History

France
- Name: Duguay-Trouin
- Owner: French Navy
- Acquired: May 1794 by requisition
- Renamed: Dangereuse
- Captured: 18 March 1799 by the Royal Navy

Great Britain
- Name: HMS Dangereuse
- Owner: Royal Navy
- Acquired: 18 March 1799
- Honors and awards: Naval General service Medal with clasp "Egypt"
- Fate: Sold 1801

General characteristics
- Class & type: Aviso
- Sail plan: Tartane
- Complement: 23
- Armament: Originally: 2 × 8-pounder + 2 × 4-pounder guns; At capture: 6 guns;

= HMS Dangereuse =

18th century naval vessel

HMS Dangereuse was a tartane named Duguay-Trouin that the French Navy requisioned in May 1794 to serve as an aviso. The Navy renamed her Dangereuse either in May 1795 or on 2 March 1796. She was one of a flotilla of seven gun-vessels that Commodore Sir Sidney Smith in took at Acre on 18 March 1799, all of which the British took into service. At capture Dangereuse carried six guns and had a crew of 23 men. Smith put her under the command of Lieutenant Robert William Tyte (acting).

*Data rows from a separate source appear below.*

// Display helpers for amounts and dates, en-IN conventions

use chrono::NaiveDate;

const RUPEE: char = '₹';

/// `150000` -> `₹1,50,000`. Lakh/crore grouping, whole rupees.
pub fn format_currency(amount: i64) -> String {
    let sign = if amount < 0 { "-" } else { "" };
    format!("{}{}{}", sign, RUPEE, group_indian(amount.unsigned_abs()))
}

/// `150000` -> `₹1.5L`, `15000` -> `₹15K`, `800` -> `₹800`.
///
/// Negative amounts are not abbreviated: `-20000` -> `₹-20000`.
pub fn format_short_currency(amount: i64) -> String {
    let body = if amount >= 100_000 {
        // tenths of a lakh, rounded half up
        let tenths = (amount.unsigned_abs() + 5_000) / 10_000;
        format!("{}.{}L", tenths / 10, tenths % 10)
    } else if amount >= 1_000 {
        format!("{}K", (amount + 500) / 1_000)
    } else {
        amount.to_string()
    };

    format!("{}{}", RUPEE, body)
}

/// `2024-05-05` -> `5 May 2024`.
pub fn format_date(day: NaiveDate) -> String {
    day.format("%-d %b %Y").to_string()
}

fn group_indian(value: u64) -> String {
    let digits = value.to_string();
    if digits.len() <= 3 {
        return digits;
    }

    let (head, tail) = digits.split_at(digits.len() - 3);
    let mut groups: Vec<&str> = Vec::new();
    let mut end = head.len();
    while end > 0 {
        let start = end.saturating_sub(2);
        groups.push(&head[start..end]);
        end = start;
    }
    groups.reverse();

    format!("{},{}", groups.join(","), tail)
}
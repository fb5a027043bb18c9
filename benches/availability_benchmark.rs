use bus_rental_core::availability::{AvailabilityChecker, AvailabilitySet, DateInterval};
use chrono::{Days, NaiveDate};
use criterion::{black_box, criterion_group, criterion_main, BenchmarkId, Criterion};
use rand::{thread_rng, Rng};

// Random availability windows spread over two years
fn random_availability(intervals: usize) -> AvailabilitySet {
    let base = NaiveDate::from_ymd_opt(2024, 1, 1).unwrap();
    let mut rng = thread_rng();
    (0..intervals)
        .map(|_| {
            let start = base + Days::new(rng.gen_range(0..730));
            let end = start + Days::new(rng.gen_range(0..21));
            DateInterval::new(start, end).unwrap()
        })
        .collect()
}

pub fn availability_benchmark(c: &mut Criterion) {
    let mut group = c.benchmark_group("range_availability");
    let base = NaiveDate::from_ymd_opt(2024, 1, 1).unwrap();

    for intervals in [4, 64, 1024].iter() {
        let set = random_availability(*intervals);
        let merged = set.merged();

        let mut rng = thread_rng();
        let requests: Vec<(NaiveDate, NaiveDate)> = (0..200)
            .map(|_| {
                let start = base + Days::new(rng.gen_range(0..730));
                (start, start + Days::new(rng.gen_range(0..14)))
            })
            .collect();

        group.bench_with_input(
            BenchmarkId::new("linear_scan", intervals),
            &requests,
            |b, requests| {
                let scan = set.scan();
                b.iter(|| {
                    for (start, end) in requests {
                        black_box(scan.is_range_available(*start, *end).unwrap());
                    }
                });
            },
        );

        group.bench_with_input(
            BenchmarkId::new("merged", intervals),
            &requests,
            |b, requests| {
                b.iter(|| {
                    for (start, end) in requests {
                        black_box(merged.is_range_available(*start, *end).unwrap());
                    }
                });
            },
        );
    }

    group.finish();
}

criterion_group!(benches, availability_benchmark);
criterion_main!(benches);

The gun-vessels were carrying siege artillery and other siege supplies to reinforce Napoleon's troops besieging Acre. Smith immediately put the guns and supplies to use to help the denizens of the city resist the French, and the gun-vessels to harass them.

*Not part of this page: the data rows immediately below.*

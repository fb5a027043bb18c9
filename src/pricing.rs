// Trip pricing: billable days, total, and the fixed advance split

use chrono::NaiveDateTime;
use serde::{Deserialize, Serialize};

use crate::config::BookingConfig;

const MILLIS_PER_DAY: i64 = 24 * 60 * 60 * 1000;

#[derive(Debug, Clone, Copy, PartialEq, Eq, Serialize, Deserialize)]
pub struct PriceBreakdown {
    pub days: i64,
    pub daily_rate: i64,
    pub total_amount: i64,
    pub advance_amount: i64,
    /// `total_amount - advance_amount`, never clamped. Negative when the
    /// trip costs less than the advance.
    pub remaining_amount: i64,
}

impl PriceBreakdown {
    pub fn requires_balance(&self) -> bool {
        self.remaining_amount > 0
    }
}

/// Billable days: elapsed time rounded up to whole days, at least one.
pub fn trip_days(start: NaiveDateTime, end: NaiveDateTime) -> i64 {
    let elapsed_ms = (end - start).num_milliseconds();
    // ceil for positive spans; zero and negative spans fall to the minimum
    let days = if elapsed_ms > 0 {
        (elapsed_ms + MILLIS_PER_DAY - 1) / MILLIS_PER_DAY
    } else {
        0
    };
    days.max(1)
}

/// Amounts saturate at the `i64` bounds instead of overflowing.
pub fn compute_price(
    start: NaiveDateTime,
    end: NaiveDateTime,
    daily_rate: i64,
    advance_amount: i64,
) -> PriceBreakdown {
    let days = trip_days(start, end);
    let total_amount = days.saturating_mul(daily_rate);

    PriceBreakdown {
        days,
        daily_rate,
        total_amount,
        advance_amount,
        remaining_amount: total_amount.saturating_sub(advance_amount),
    }
}

/// Prices trips with the advance amount taken from configuration.
#[derive(Debug, Clone, Copy, PartialEq, Eq)]
pub struct PricingCalculator {
    advance_amount: i64,
}

impl Default for PricingCalculator {
    fn default() -> Self {
        Self::from(&BookingConfig::default())
    }
}

impl From<&BookingConfig> for PricingCalculator {
    fn from(config: &BookingConfig) -> Self {
        Self {
            advance_amount: config.advance_amount,
        }
    }
}

impl PricingCalculator {
    pub fn new(advance_amount: i64) -> Self {
        Self { advance_amount }
    }

    pub fn advance_amount(&self) -> i64 {
        self.advance_amount
    }

    pub fn price(&self, start: NaiveDateTime, end: NaiveDateTime, daily_rate: i64) -> PriceBreakdown {
        compute_price(start, end, daily_rate, self.advance_amount)
    }
}

#[cfg(test)]
mod tests {
    use super::*;
    use chrono::NaiveDate;
    use test_case::test_case;

    fn at(m: u32, d: u32, h: u32) -> NaiveDateTime {
        NaiveDate::from_ymd_opt(2024, m, d)
            .unwrap()
            .and_hms_opt(h, 0, 0)
            .unwrap()
    }

    #[test_case(at(5, 5, 0), at(5, 5, 0), 1; "same instant bills one day")]
    #[test_case(at(5, 5, 0), at(5, 5, 20), 1; "sub day span bills one day")]
    #[test_case(at(5, 5, 0), at(5, 6, 0), 1; "exactly one day")]
    #[test_case(at(5, 5, 22), at(5, 6, 23), 2; "partial second day rounds up")]
    #[test_case(at(5, 5, 0), at(5, 7, 0), 2; "midnight to midnight")]
    #[test_case(at(5, 7, 0), at(5, 5, 0), 1; "reversed span falls to minimum")]
    fn test_trip_days(start: NaiveDateTime, end: NaiveDateTime, expected: i64) {
        assert_eq!(trip_days(start, end), expected);
    }

    #[test]
    fn test_two_day_trip_breakdown() {
        let breakdown = compute_price(at(5, 5, 0), at(5, 7, 0), 15_000, 10_000);
        assert_eq!(
            breakdown,
            PriceBreakdown {
                days: 2,
                daily_rate: 15_000,
                total_amount: 30_000,
                advance_amount: 10_000,
                remaining_amount: 20_000,
            }
        );
        assert!(breakdown.requires_balance());
    }

    #[test]
    fn test_cheap_trip_goes_negative_without_clamping() {
        let breakdown = compute_price(at(5, 5, 0), at(5, 5, 12), 8_000, 10_000);
        assert_eq!(breakdown.total_amount, 8_000);
        assert_eq!(breakdown.remaining_amount, -2_000);
        assert!(!breakdown.requires_balance());
    }

    #[test]
    fn test_huge_daily_rate_saturates() {
        let breakdown = compute_price(at(5, 5, 0), at(5, 7, 0), i64::MAX / 2 + 1, 10_000);
        assert_eq!(breakdown.days, 2);
        assert_eq!(breakdown.total_amount, i64::MAX);
        assert_eq!(breakdown.remaining_amount, i64::MAX - 10_000);

        let breakdown = compute_price(at(5, 5, 0), at(5, 5, 0), 0, i64::MIN);
        assert_eq!(breakdown.remaining_amount, i64::MAX);
    }

    #[test]
    fn test_compute_price_is_deterministic() {
        let first = compute_price(at(6, 1, 9), at(6, 4, 18), 12_000, 10_000);
        let second = compute_price(at(6, 1, 9), at(6, 4, 18), 12_000, 10_000);
        assert_eq!(first, second);
        assert_eq!(first.days, 4);
    }

    #[test]
    fn test_calculator_uses_configured_advance() {
        let config = BookingConfig {
            advance_amount: 5_000,
            ..BookingConfig::default()
        };
        let calculator = PricingCalculator::from(&config);
        let breakdown = calculator.price(at(5, 5, 0), at(5, 5, 0), 25_000);
        assert_eq!(breakdown.advance_amount, 5_000);
        assert_eq!(breakdown.remaining_amount, 20_000);
        assert_eq!(PricingCalculator::default().advance_amount(), 10_000);
    }
}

Smith anchored Tigre and , one on each side of the town, so their broadsides could assist the defence. The gun-vessels were of shallower draft and so could come in closer. Together, they helped repel repeated French assaults. The French attacked some 40 times between 19 March and 10 May before Napoleon finally gave up. On 21 May he destroyed his siege train and retreated back to Egypt, having lost 2,200 men dead, 1,000 to the plague.

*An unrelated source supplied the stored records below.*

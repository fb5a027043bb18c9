// Booking configuration

use serde::{Deserialize, Serialize};
use std::time::Duration;
use thiserror::Error;

#[derive(Error, Debug)]
pub enum ConfigError {
    #[error("Config parse error: {0}")]
    Parse(#[from] serde_json::Error),

    #[error("Invalid config: {0}")]
    Invalid(String),
}

pub const DEFAULT_ADVANCE_AMOUNT: i64 = 10_000;

#[derive(Debug, Clone, PartialEq, Eq, Serialize, Deserialize)]
#[serde(default)]
pub struct BookingConfig {
    /// Fixed upfront amount collected to secure a booking.
    pub advance_amount: i64,
    pub currency: String,
    // Placeholder latencies for the mocked booking service
    pub booking_latency_ms: u64,
    pub payment_latency_ms: u64,
}

impl Default for BookingConfig {
    fn default() -> Self {
        Self {
            advance_amount: DEFAULT_ADVANCE_AMOUNT,
            currency: "INR".to_string(),
            booking_latency_ms: 1500,
            payment_latency_ms: 2000,
        }
    }
}

impl BookingConfig {
    /// Parse a JSON document; missing fields keep their defaults.
    pub fn from_json_str(json: &str) -> Result<Self, ConfigError> {
        let config: BookingConfig = serde_json::from_str(json)?;
        config.validate()?;
        Ok(config)
    }

    pub fn validate(&self) -> Result<(), ConfigError> {
        if self.advance_amount < 0 {
            return Err(ConfigError::Invalid(format!(
                "advance_amount must not be negative, got {}",
                self.advance_amount
            )));
        }
        if self.currency.trim().is_empty() {
            return Err(ConfigError::Invalid("currency must not be empty".to_string()));
        }
        Ok(())
    }

    /// Same settings with no simulated latency, for tests and tooling.
    pub fn instant(self) -> Self {
        Self {
            booking_latency_ms: 0,
            payment_latency_ms: 0,
            ..self
        }
    }

    pub fn booking_latency(&self) -> Duration {
        Duration::from_millis(self.booking_latency_ms)
    }

    pub fn payment_latency(&self) -> Duration {
        Duration::from_millis(self.payment_latency_ms)
    }
}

After Napoleon's failure at Acre, Smith sailed with his squadron on 12 June. He proceeded first to Beruta road, and then to Larnica road, Cyprus, in order to refit his little squadron. He and Tigre then departed for Constantinople; the gun-vessels remained in the theatre.

Dangereuse next served in the Egyptian campaign of 1801 where, together with the gunboat Janissary and the cutter , she protected the right flank during the landing of troops in Aboukir Bay. (Note: A first-class share of the prize money awarded in April 1823 was worth £34 2s 4d; a fifth-class share, that of a seaman, was worth 3s 11½d. The amount was small as the total had to be shared between 79 vessels and the entire army contingent.)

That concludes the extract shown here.